[Stored data]
*** Begin section ***

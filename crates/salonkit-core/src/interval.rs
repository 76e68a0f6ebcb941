//! Minute-granularity clock times and same-day interval arithmetic.
//!
//! All comparisons happen on integer minutes since midnight. No floats and
//! no date objects are involved for same-day checks, so there is no
//! timezone drift to worry about.

use std::fmt;
use std::str::FromStr;

use serde::{Deserialize, Deserializer, Serialize, Serializer};
use thiserror::Error;

/// Error returned when a clock-time string cannot be parsed.
#[derive(Debug, Clone, PartialEq, Eq, Error)]
#[error("invalid clock time '{0}', expected HH:MM")]
pub struct TimeParseError(pub String);

/// A clock time with minute precision, stored as minutes since midnight.
///
/// A constructed value is always within `00:00..=23:59`; malformed input is
/// rejected at parse time and never reaches the comparison functions.
#[derive(Debug, Clone, Copy, PartialEq, Eq, PartialOrd, Ord, Hash)]
pub struct TimeOfDay(u16);

const MINUTES_PER_DAY: u16 = 24 * 60;

impl TimeOfDay {
    /// Build from minutes since midnight. Returns `None` past `23:59`.
    pub fn from_minutes(minutes: u16) -> Option<Self> {
        if minutes < MINUTES_PER_DAY {
            Some(Self(minutes))
        } else {
            None
        }
    }

    /// Build from an hour/minute pair.
    pub fn new(hour: u16, minute: u16) -> Option<Self> {
        if hour < 24 && minute < 60 {
            Some(Self(hour * 60 + minute))
        } else {
            None
        }
    }

    /// Parse an `"HH:MM"` string (a single-digit hour is accepted).
    pub fn parse(s: &str) -> Result<Self, TimeParseError> {
        let err = || TimeParseError(s.to_string());
        let (hh, mm) = s.split_once(':').ok_or_else(err)?;
        if hh.is_empty() || hh.len() > 2 || mm.len() != 2 {
            return Err(err());
        }
        let hour: u16 = hh.parse().map_err(|_| err())?;
        let minute: u16 = mm.parse().map_err(|_| err())?;
        Self::new(hour, minute).ok_or_else(err)
    }

    /// Minutes since midnight.
    pub fn minutes(self) -> u16 {
        self.0
    }

    pub fn hour(self) -> u16 {
        self.0 / 60
    }

    pub fn minute(self) -> u16 {
        self.0 % 60
    }

    /// Shift forward by `minutes`, or `None` if that leaves the day.
    pub fn plus_minutes(self, minutes: u16) -> Option<Self> {
        Self::from_minutes(self.0.checked_add(minutes)?)
    }
}

impl fmt::Display for TimeOfDay {
    fn fmt(&self, f: &mut fmt::Formatter<'_>) -> fmt::Result {
        write!(f, "{:02}:{:02}", self.hour(), self.minute())
    }
}

impl FromStr for TimeOfDay {
    type Err = TimeParseError;

    fn from_str(s: &str) -> Result<Self, Self::Err> {
        Self::parse(s)
    }
}

impl Serialize for TimeOfDay {
    fn serialize<S: Serializer>(&self, serializer: S) -> Result<S::Ok, S::Error> {
        serializer.collect_str(self)
    }
}

impl<'de> Deserialize<'de> for TimeOfDay {
    fn deserialize<D: Deserializer<'de>>(deserializer: D) -> Result<Self, D::Error> {
        let s = String::deserialize(deserializer)?;
        Self::parse(&s).map_err(serde::de::Error::custom)
    }
}

/// Half-open overlap test: `[a_start, a_end)` intersects `[b_start, b_end)`.
///
/// Touching intervals (one ends exactly where the other starts) do NOT
/// overlap.
pub fn overlaps(a_start: TimeOfDay, a_end: TimeOfDay, b_start: TimeOfDay, b_end: TimeOfDay) -> bool {
    a_start < b_end && b_start < a_end
}

/// Whether the candidate range fits inside the window.
///
/// The window end is inclusive: a booking that ends exactly at the window
/// end is accepted (if the day ends at 19:00 you can still book until
/// 19:00).
pub fn is_within(
    candidate_start: TimeOfDay,
    candidate_end: TimeOfDay,
    window_start: TimeOfDay,
    window_end: TimeOfDay,
) -> bool {
    window_start <= candidate_start && candidate_end <= window_end
}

*** End section ***

* **Work task**
Wherever a line in the data above holds the word "clock", copy that line.

* **Answer to the exercise**
//! Minute-granularity clock times and same-day interval arithmetic.
/// Error returned when a clock-time string cannot be parsed.
#[error("invalid clock time '{0}', expected HH:MM")]
/// A clock time with minute precision, stored as minutes since midnight.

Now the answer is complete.